[Stored data]:
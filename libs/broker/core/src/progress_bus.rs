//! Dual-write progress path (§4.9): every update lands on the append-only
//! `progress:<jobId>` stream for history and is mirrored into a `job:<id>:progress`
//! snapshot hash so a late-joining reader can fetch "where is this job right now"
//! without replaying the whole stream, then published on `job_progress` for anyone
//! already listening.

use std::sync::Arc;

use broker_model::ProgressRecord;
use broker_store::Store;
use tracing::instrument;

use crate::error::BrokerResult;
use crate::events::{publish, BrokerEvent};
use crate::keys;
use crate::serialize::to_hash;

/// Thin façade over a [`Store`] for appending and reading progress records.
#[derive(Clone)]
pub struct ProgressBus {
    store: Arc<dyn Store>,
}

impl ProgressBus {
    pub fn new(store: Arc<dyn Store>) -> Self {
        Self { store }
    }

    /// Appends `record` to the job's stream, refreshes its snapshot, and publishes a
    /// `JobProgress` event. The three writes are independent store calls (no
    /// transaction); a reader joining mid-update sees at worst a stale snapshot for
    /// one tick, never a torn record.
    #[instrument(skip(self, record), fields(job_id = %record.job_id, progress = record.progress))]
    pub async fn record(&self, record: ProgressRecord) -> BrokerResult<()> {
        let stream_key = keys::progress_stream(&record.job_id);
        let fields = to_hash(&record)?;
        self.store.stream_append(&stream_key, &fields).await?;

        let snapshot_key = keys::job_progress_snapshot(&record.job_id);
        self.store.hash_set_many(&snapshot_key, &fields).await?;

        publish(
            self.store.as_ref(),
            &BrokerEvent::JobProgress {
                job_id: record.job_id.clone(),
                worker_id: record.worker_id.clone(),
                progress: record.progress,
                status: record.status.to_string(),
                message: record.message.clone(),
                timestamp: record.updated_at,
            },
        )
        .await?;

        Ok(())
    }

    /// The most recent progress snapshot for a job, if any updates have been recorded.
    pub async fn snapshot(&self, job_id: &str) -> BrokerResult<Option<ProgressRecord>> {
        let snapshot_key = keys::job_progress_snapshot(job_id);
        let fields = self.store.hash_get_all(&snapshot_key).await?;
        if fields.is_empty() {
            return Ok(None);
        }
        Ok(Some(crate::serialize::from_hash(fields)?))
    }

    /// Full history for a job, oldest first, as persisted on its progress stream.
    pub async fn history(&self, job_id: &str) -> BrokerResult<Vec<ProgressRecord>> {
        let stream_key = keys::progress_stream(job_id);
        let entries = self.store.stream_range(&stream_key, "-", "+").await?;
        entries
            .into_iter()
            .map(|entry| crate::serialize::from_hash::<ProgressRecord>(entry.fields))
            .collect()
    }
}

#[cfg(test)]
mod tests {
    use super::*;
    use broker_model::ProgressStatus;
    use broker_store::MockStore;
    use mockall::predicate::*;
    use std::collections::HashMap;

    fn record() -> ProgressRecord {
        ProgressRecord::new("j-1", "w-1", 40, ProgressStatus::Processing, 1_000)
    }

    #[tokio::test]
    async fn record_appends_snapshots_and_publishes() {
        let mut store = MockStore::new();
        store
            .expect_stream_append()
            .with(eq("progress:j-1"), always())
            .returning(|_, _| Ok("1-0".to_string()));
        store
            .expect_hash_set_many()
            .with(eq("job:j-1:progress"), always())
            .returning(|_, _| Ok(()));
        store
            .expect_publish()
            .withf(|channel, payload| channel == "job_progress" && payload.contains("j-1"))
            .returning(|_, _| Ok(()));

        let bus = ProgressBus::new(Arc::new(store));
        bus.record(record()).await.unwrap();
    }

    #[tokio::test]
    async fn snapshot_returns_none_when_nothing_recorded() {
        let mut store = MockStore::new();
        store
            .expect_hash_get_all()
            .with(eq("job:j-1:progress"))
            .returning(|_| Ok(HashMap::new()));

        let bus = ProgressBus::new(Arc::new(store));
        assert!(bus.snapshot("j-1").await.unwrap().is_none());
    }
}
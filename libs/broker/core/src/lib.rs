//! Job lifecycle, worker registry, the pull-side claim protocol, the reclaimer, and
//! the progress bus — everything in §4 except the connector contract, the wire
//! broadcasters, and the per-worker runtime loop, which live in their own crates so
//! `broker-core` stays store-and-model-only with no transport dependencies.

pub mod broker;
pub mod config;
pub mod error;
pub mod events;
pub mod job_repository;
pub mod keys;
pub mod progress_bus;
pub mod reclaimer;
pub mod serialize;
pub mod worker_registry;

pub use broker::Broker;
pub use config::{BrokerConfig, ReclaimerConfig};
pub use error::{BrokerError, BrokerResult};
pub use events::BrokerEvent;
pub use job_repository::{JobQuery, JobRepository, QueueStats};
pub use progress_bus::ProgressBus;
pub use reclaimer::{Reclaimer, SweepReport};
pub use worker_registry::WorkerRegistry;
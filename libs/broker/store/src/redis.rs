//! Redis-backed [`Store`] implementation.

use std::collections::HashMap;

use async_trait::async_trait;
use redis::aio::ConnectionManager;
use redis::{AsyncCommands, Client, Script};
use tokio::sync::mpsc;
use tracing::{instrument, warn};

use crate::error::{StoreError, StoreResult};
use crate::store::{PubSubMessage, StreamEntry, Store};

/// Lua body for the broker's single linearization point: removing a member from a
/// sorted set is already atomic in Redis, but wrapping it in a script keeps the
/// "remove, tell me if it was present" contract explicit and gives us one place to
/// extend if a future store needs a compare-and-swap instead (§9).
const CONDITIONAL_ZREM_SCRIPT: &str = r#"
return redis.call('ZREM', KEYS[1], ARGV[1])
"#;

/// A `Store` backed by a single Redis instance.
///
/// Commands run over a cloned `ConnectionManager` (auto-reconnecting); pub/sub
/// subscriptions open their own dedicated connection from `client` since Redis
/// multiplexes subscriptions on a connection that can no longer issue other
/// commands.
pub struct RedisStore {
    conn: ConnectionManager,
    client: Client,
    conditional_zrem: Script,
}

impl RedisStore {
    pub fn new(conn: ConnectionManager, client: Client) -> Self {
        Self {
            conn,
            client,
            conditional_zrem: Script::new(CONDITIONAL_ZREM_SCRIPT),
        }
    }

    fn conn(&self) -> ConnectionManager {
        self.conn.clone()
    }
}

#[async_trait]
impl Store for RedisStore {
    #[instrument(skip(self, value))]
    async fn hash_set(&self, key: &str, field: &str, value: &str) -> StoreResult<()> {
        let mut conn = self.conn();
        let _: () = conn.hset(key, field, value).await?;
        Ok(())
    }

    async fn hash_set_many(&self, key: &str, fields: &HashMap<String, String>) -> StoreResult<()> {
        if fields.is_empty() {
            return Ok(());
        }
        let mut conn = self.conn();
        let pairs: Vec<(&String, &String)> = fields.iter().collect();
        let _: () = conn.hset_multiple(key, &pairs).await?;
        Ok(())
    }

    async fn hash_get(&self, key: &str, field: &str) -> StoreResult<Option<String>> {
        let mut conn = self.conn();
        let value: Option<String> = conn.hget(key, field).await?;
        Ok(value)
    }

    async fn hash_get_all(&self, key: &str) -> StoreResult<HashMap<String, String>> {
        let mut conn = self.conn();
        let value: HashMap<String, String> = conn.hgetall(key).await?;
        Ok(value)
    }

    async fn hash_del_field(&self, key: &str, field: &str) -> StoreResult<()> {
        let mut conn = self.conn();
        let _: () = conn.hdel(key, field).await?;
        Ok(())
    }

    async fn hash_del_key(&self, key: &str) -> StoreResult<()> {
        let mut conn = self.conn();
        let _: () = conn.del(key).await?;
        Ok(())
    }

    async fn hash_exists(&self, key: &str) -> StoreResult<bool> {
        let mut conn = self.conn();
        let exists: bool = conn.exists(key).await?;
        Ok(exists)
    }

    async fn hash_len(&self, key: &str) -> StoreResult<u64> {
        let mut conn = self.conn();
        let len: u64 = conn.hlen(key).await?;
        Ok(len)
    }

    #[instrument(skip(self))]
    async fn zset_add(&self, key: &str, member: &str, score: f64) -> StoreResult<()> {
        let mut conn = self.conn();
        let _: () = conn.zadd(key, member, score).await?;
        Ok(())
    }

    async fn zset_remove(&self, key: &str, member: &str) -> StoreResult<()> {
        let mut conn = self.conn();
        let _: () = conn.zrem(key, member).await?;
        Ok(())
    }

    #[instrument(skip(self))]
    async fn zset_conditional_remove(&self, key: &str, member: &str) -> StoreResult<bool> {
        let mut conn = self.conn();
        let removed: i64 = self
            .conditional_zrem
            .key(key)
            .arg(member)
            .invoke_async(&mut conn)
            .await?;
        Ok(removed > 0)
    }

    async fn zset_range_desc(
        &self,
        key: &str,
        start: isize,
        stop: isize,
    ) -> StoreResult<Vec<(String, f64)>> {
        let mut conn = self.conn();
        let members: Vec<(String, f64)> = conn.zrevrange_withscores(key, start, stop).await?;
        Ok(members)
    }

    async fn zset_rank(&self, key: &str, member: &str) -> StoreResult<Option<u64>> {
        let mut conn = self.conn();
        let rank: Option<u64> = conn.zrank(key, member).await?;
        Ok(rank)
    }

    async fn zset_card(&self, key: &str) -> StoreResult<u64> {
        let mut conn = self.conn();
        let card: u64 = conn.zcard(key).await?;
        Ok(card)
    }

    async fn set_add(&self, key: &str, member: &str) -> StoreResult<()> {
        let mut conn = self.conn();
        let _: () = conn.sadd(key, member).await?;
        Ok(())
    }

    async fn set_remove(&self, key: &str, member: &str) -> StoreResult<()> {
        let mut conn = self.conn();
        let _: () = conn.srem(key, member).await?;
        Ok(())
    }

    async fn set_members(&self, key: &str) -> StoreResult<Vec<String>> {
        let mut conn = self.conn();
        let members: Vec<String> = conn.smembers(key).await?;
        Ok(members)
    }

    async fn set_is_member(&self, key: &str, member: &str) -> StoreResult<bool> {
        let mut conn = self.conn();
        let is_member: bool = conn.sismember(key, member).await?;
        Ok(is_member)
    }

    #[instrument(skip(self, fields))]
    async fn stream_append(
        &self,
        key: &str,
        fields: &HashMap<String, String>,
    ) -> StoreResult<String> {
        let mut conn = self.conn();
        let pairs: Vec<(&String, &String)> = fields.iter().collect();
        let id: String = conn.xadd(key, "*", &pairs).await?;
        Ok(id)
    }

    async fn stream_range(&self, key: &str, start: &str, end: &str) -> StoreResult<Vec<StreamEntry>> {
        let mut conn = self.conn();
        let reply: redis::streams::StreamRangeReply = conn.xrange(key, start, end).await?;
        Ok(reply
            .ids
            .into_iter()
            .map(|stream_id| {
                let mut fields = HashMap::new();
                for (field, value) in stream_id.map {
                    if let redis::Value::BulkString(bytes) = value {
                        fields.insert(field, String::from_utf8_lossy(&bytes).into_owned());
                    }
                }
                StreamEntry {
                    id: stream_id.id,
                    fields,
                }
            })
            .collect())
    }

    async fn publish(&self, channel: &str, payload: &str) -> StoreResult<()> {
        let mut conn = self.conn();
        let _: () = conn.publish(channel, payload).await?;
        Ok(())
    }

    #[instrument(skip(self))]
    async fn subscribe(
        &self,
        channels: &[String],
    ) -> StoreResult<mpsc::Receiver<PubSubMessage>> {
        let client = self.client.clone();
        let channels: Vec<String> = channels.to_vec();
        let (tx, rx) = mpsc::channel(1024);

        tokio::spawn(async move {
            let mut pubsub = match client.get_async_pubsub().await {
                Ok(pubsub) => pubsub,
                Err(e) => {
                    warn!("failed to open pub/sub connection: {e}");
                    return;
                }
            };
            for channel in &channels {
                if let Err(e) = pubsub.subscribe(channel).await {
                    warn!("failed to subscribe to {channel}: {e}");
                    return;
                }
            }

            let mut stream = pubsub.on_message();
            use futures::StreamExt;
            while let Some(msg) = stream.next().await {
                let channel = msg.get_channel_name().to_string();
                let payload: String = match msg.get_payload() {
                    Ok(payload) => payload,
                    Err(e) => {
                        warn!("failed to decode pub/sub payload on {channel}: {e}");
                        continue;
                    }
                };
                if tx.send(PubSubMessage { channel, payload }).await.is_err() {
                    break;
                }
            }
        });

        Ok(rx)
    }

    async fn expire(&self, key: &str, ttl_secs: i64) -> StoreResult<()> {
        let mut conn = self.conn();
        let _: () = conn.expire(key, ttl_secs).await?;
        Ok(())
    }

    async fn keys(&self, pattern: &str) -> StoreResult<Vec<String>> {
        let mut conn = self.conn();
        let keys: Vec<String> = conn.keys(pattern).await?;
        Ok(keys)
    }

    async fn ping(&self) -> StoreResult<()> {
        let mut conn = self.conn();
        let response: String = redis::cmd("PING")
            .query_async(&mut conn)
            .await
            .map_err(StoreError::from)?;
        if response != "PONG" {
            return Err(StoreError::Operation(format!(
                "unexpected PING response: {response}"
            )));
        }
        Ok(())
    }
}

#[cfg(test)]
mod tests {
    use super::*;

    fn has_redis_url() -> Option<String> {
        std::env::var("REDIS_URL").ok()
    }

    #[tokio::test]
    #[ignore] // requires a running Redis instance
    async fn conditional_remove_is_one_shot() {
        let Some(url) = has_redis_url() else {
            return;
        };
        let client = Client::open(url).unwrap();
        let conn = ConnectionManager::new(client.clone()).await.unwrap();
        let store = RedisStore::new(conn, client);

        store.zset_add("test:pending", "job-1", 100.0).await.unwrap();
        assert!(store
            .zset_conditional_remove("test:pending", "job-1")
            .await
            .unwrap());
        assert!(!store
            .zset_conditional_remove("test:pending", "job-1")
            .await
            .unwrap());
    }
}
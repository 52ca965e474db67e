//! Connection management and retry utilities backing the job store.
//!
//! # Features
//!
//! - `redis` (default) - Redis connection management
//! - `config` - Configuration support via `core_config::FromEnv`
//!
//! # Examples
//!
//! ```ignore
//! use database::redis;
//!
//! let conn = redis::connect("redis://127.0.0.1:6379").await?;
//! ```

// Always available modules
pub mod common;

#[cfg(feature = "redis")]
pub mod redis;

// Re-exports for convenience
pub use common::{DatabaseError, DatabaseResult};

[Aim of the exercise]: Across the entries above, find the lines with the string "BrokerResult" and copy them.

[Reply]:
use crate::error::BrokerResult;
    pub async fn record(&self, record: ProgressRecord) -> BrokerResult<()> {
    pub async fn snapshot(&self, job_id: &str) -> BrokerResult<Option<ProgressRecord>> {
    pub async fn history(&self, job_id: &str) -> BrokerResult<Vec<ProgressRecord>> {
pub use error::{BrokerError, BrokerResult};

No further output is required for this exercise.